//! Pod incident tracking
//!
//! Opens a failure event when a pod turns abnormal or not ready, closes it
//! once the pod has been running again for long enough, and records pods
//! that vanish from a running service. User-initiated actions (restarts,
//! upgrades, scaling) produce all of these transitions on purpose, so
//! nothing is recorded while one is in flight.

use crate::appservice::{pod_condition, PodCondition};
use crate::cluster::ClusterClient;
use crate::error::Result;
use crate::identity::labels;
use crate::models::{EventStatus, ServiceEvent};
use crate::persistence::{targets, Persistence};
use chrono::{Duration, Utc};
use k8s_openapi::api::core::v1::{ContainerState, Event, Pod};
use kube::ResourceExt;
use std::fmt;
use std::sync::Arc;
use tracing::debug;

/// Seconds a container must run before an incident counts as recovered
pub const RECOVERY_GRACE_SECS: i64 = 120;

const SYSTEM_USER: &str = "system";

#[derive(Debug, Clone, Copy, PartialEq, Eq)]
pub enum IncidentType {
    OomKilled,
    LivenessProbeFailed,
    ReadinessProbeFailed,
    AbnormalRecovery,
    AbnormalShutdown,
}

impl IncidentType {
    pub fn as_str(&self) -> &'static str {
        match self {
            IncidentType::OomKilled => "OOMKilled",
            IncidentType::LivenessProbeFailed => "LivenessProbeFailed",
            IncidentType::ReadinessProbeFailed => "ReadinessProbeFailed",
            IncidentType::AbnormalRecovery => "AbnormalRecovery",
            IncidentType::AbnormalShutdown => "AbnormalShutdown",
        }
    }
}

impl fmt::Display for IncidentType {
    fn fmt(&self, f: &mut fmt::Formatter<'_>) -> fmt::Result {
        f.write_str(self.as_str())
    }
}

/// Decide why a container is failing, if it can be told from its state and the pod's events
pub fn classify_container(state: &ContainerState, events: &[Event]) -> Option<(IncidentType, String)> {
    if let Some(terminated) = state.terminated.as_ref() {
        if terminated.reason.as_deref() == Some("OOMKilled") {
            return Some((IncidentType::OomKilled, "OOMKilled".to_string()));
        }
    }
    for evt in events {
        let message = evt.message.as_deref().unwrap_or_default();
        if message.contains("Liveness probe failed") && state.waiting.is_some() {
            return Some((IncidentType::LivenessProbeFailed, message.to_string()));
        }
        if message.contains("Readiness probe failed") {
            return Some((IncidentType::ReadinessProbeFailed, message.to_string()));
        }
    }
    None
}

fn pod_identity(pod: &Pod) -> Option<(String, String)> {
    let pod_labels = pod.labels();
    let service_id = pod_labels
        .get(labels::SERVICE_ID)
        .filter(|v| !v.is_empty())?
        .clone();
    let tenant_id = pod_labels
        .get(labels::TENANT_ID)
        .filter(|v| !v.is_empty())
        .cloned()
        .or_else(|| pod.namespace())
        .unwrap_or_default();
    Some((tenant_id, service_id))
}

fn system_event(
    tenant_id: &str,
    service_id: &str,
    pod_name: &str,
    kind: IncidentType,
    status: EventStatus,
    message: String,
) -> ServiceEvent {
    let now = Utc::now();
    ServiceEvent {
        event_id: uuid::Uuid::new_v4().simple().to_string(),
        tenant_id: tenant_id.to_string(),
        service_id: service_id.to_string(),
        target: targets::POD.to_string(),
        target_id: pod_name.to_string(),
        user_name: SYSTEM_USER.to_string(),
        opt_type: kind.to_string(),
        status,
        message,
        start_time: now,
        end_time: match status {
            EventStatus::Success => Some(now),
            EventStatus::Failure => None,
        },
    }
}

/// Tracks failure and recovery of pods as service events
pub struct IncidentTracker {
    persistence: Arc<dyn Persistence>,
    cluster: Arc<dyn ClusterClient>,
}

impl IncidentTracker {
    pub fn new(persistence: Arc<dyn Persistence>, cluster: Arc<dyn ClusterClient>) -> Self {
        Self {
            persistence,
            cluster,
        }
    }

    pub async fn on_pod_update(&self, pod: &Pod) -> Result<()> {
        let Some((tenant_id, service_id)) = pod_identity(pod) else {
            return Ok(());
        };
        if self.persistence.has_unfinished_user_actions(&service_id).await? {
            debug!(service_id = %service_id, "User action in flight, skipping incident tracking");
            return Ok(());
        }

        let pod_name = pod.name_any();
        let open = self.persistence.latest_failure_pod_event(&pod_name).await?;
        let statuses = pod
            .status
            .as_ref()
            .and_then(|s| s.container_statuses.as_deref())
            .unwrap_or(&[]);

        match pod_condition(pod) {
            PodCondition::Abnormal | PodCondition::NotReady => {
                if open.is_some() {
                    debug!(pod = %pod_name, "Incident already open");
                    return Ok(());
                }
                // pod events are only fetched when a state alone does not explain the failure
                let mut events: Option<Vec<Event>> = None;
                for cs in statuses {
                    let Some(state) = cs.state.as_ref() else {
                        continue;
                    };
                    let mut found = classify_container(state, &[]);
                    if found.is_none() {
                        if events.is_none() {
                            let namespace = pod.namespace().unwrap_or_default();
                            events = Some(self.cluster.list_pod_events(&namespace, &pod_name).await?);
                        }
                        found = classify_container(state, events.as_deref().unwrap_or(&[]));
                    }
                    if let Some((kind, message)) = found {
                        let msg = format!("container: {}; state: {}; message: {}", cs.name, kind, message);
                        self.persistence
                            .add_service_event(system_event(
                                &tenant_id,
                                &service_id,
                                &pod_name,
                                kind,
                                EventStatus::Failure,
                                msg,
                            ))
                            .await?;
                        debug!(pod = %pod_name, incident = %kind, "Opened pod incident");
                        return Ok(());
                    }
                }
                Ok(())
            }
            PodCondition::Running => {
                let Some(open) = open else {
                    return Ok(());
                };
                let now = Utc::now();
                let recovered = statuses.iter().find_map(|cs| {
                    let started = cs.state.as_ref()?.running.as_ref()?.started_at.as_ref()?;
                    let grace = Duration::seconds(RECOVERY_GRACE_SECS);
                    (now - started.0 > grace).then(|| (cs.name.clone(), started.0))
                });
                if let Some((container, started_at)) = recovered {
                    let msg = format!(
                        "container: {}; state: running; started at: {}",
                        container,
                        started_at.to_rfc3339()
                    );
                    self.persistence.close_service_event(&open.event_id, &msg).await?;
                    self.persistence
                        .add_service_event(system_event(
                            &tenant_id,
                            &service_id,
                            &pod_name,
                            IncidentType::AbnormalRecovery,
                            EventStatus::Success,
                            msg,
                        ))
                        .await?;
                    debug!(pod = %pod_name, "Pod incident recovered");
                }
                Ok(())
            }
            PodCondition::Pending => Ok(()),
        }
    }

    /// Record a pod that went away while its service was still meant to run
    pub async fn on_pod_delete(&self, pod: &Pod, service_closed: bool) -> Result<()> {
        let Some((tenant_id, service_id)) = pod_identity(pod) else {
            return Ok(());
        };
        if service_closed {
            return Ok(());
        }
        if self.persistence.has_unfinished_user_actions(&service_id).await? {
            return Ok(());
        }
        self.persistence
            .add_service_event(system_event(
                &tenant_id,
                &service_id,
                &pod.name_any(),
                IncidentType::AbnormalShutdown,
                EventStatus::Success,
                String::new(),
            ))
            .await
    }
}

#[cfg(test)]
mod tests {
    use super::*;
    use crate::cluster::ClusterObject;
    use crate::persistence::MemoryPersistence;
    use crate::watch::ObjectKind;
    use async_trait::async_trait;
    use k8s_openapi::api::core::v1::{
        ContainerStateRunning, ContainerStateTerminated, ContainerStateWaiting, ContainerStatus,
        PodCondition as K8sPodCondition, PodStatus,
    };
    use k8s_openapi::apimachinery::pkg::apis::meta::v1::{ObjectMeta, Time};
    use std::collections::BTreeMap;

    struct EventsOnly(Vec<Event>);

    #[async_trait]
    impl ClusterClient for EventsOnly {
        async fn delete(&self, _: ObjectKind, _: &str, _: &str) -> Result<()> {
            Ok(())
        }
        async fn get(&self, _: ObjectKind, _: &str, _: &str) -> Result<Option<ClusterObject>> {
            Ok(None)
        }
        async fn list_pod_events(&self, _: &str, _: &str) -> Result<Vec<Event>> {
            Ok(self.0.clone())
        }
    }

    fn probe_event(message: &str) -> Event {
        Event {
            message: Some(message.to_string()),
            ..Default::default()
        }
    }

    fn pod(ready: bool, state: ContainerState) -> Pod {
        Pod {
            metadata: ObjectMeta {
                name: Some("svc-a-0".to_string()),
                namespace: Some("t1".to_string()),
                labels: Some(BTreeMap::from([
                    ("service_id".to_string(), "svc-a".to_string()),
                    ("tenant_id".to_string(), "t1".to_string()),
                ])),
                ..Default::default()
            },
            spec: None,
            status: Some(PodStatus {
                conditions: Some(vec![K8sPodCondition {
                    type_: "Ready".to_string(),
                    status: if ready { "True" } else { "False" }.to_string(),
                    ..Default::default()
                }]),
                container_statuses: Some(vec![ContainerStatus {
                    name: "app".to_string(),
                    ready,
                    state: Some(state),
                    ..Default::default()
                }]),
                ..Default::default()
            }),
        }
    }

    fn waiting() -> ContainerState {
        ContainerState {
            waiting: Some(ContainerStateWaiting {
                reason: Some("ContainerCreating".to_string()),
                message: None,
            }),
            ..Default::default()
        }
    }

    fn running_since(minutes: i64) -> ContainerState {
        ContainerState {
            running: Some(ContainerStateRunning {
                started_at: Some(Time(Utc::now() - Duration::minutes(minutes))),
            }),
            ..Default::default()
        }
    }

    fn tracker(db: Arc<MemoryPersistence>, events: Vec<Event>) -> IncidentTracker {
        IncidentTracker::new(db, Arc::new(EventsOnly(events)))
    }

    #[test]
    fn test_classify_prefers_oom() {
        let oom = ContainerState {
            terminated: Some(ContainerStateTerminated {
                exit_code: 137,
                reason: Some("OOMKilled".to_string()),
                ..Default::default()
            }),
            ..Default::default()
        };
        let events = vec![probe_event("Readiness probe failed: 503")];
        assert_eq!(classify_container(&oom, &events).unwrap().0, IncidentType::OomKilled);
        assert_eq!(
            classify_container(&waiting(), &events).unwrap().0,
            IncidentType::ReadinessProbeFailed
        );
        assert_eq!(
            classify_container(&waiting(), &[probe_event("Liveness probe failed: timeout")])
                .unwrap()
                .0,
            IncidentType::LivenessProbeFailed
        );
        assert!(classify_container(&running_since(0), &[probe_event("Liveness probe failed")]).is_none());
    }

    #[tokio::test]
    async fn test_incident_opens_once_then_recovers() {
        let db = Arc::new(MemoryPersistence::new());
        let t = tracker(db.clone(), vec![probe_event("Readiness probe failed: 503")]);

        t.on_pod_update(&pod(false, waiting())).await.unwrap();
        t.on_pod_update(&pod(false, waiting())).await.unwrap();
        let events = db.service_events().await;
        assert_eq!(events.len(), 1);
        assert_eq!(events[0].opt_type, "ReadinessProbeFailed");
        assert!(events[0].is_open());

        // running, but not long enough
        t.on_pod_update(&pod(true, running_since(1))).await.unwrap();
        assert!(db.latest_failure_pod_event("svc-a-0").await.unwrap().is_some());

        t.on_pod_update(&pod(true, running_since(5))).await.unwrap();
        assert!(db.latest_failure_pod_event("svc-a-0").await.unwrap().is_none());
        let events = db.service_events().await;
        assert_eq!(events.len(), 2);
        assert_eq!(events[1].opt_type, "AbnormalRecovery");
        assert_eq!(events[1].status, EventStatus::Success);
    }

    #[tokio::test]
    async fn test_user_action_suppresses_incidents() {
        let db = Arc::new(MemoryPersistence::new());
        db.add_service_event(ServiceEvent {
            event_id: "user-1".to_string(),
            tenant_id: "t1".to_string(),
            service_id: "svc-a".to_string(),
            target: targets::SERVICE.to_string(),
            target_id: "svc-a".to_string(),
            user_name: "admin".to_string(),
            opt_type: "restart-service".to_string(),
            status: EventStatus::Success,
            message: String::new(),
            start_time: Utc::now(),
            end_time: None,
        })
        .await
        .unwrap();
        let t = tracker(db.clone(), vec![probe_event("Readiness probe failed")]);

        t.on_pod_update(&pod(false, waiting())).await.unwrap();
        t.on_pod_delete(&pod(false, waiting()), false).await.unwrap();
        assert_eq!(db.service_events().await.len(), 1);
    }

    #[tokio::test]
    async fn test_shutdown_recorded_only_for_open_services() {
        let db = Arc::new(MemoryPersistence::new());
        let t = tracker(db.clone(), Vec::new());

        t.on_pod_delete(&pod(true, running_since(10)), true).await.unwrap();
        assert!(db.service_events().await.is_empty());

        t.on_pod_delete(&pod(true, running_since(10)), false).await.unwrap();
        let events = db.service_events().await;
        assert_eq!(events.len(), 1);
        assert_eq!(events[0].opt_type, "AbnormalShutdown");
    }
}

Assignment = Lines above that contain the string "ClusterClient" make up the answer.

Response to the exercise =
use crate::cluster::ClusterClient;
    cluster: Arc<dyn ClusterClient>,
    pub fn new(persistence: Arc<dyn Persistence>, cluster: Arc<dyn ClusterClient>) -> Self {
    impl ClusterClient for EventsOnly {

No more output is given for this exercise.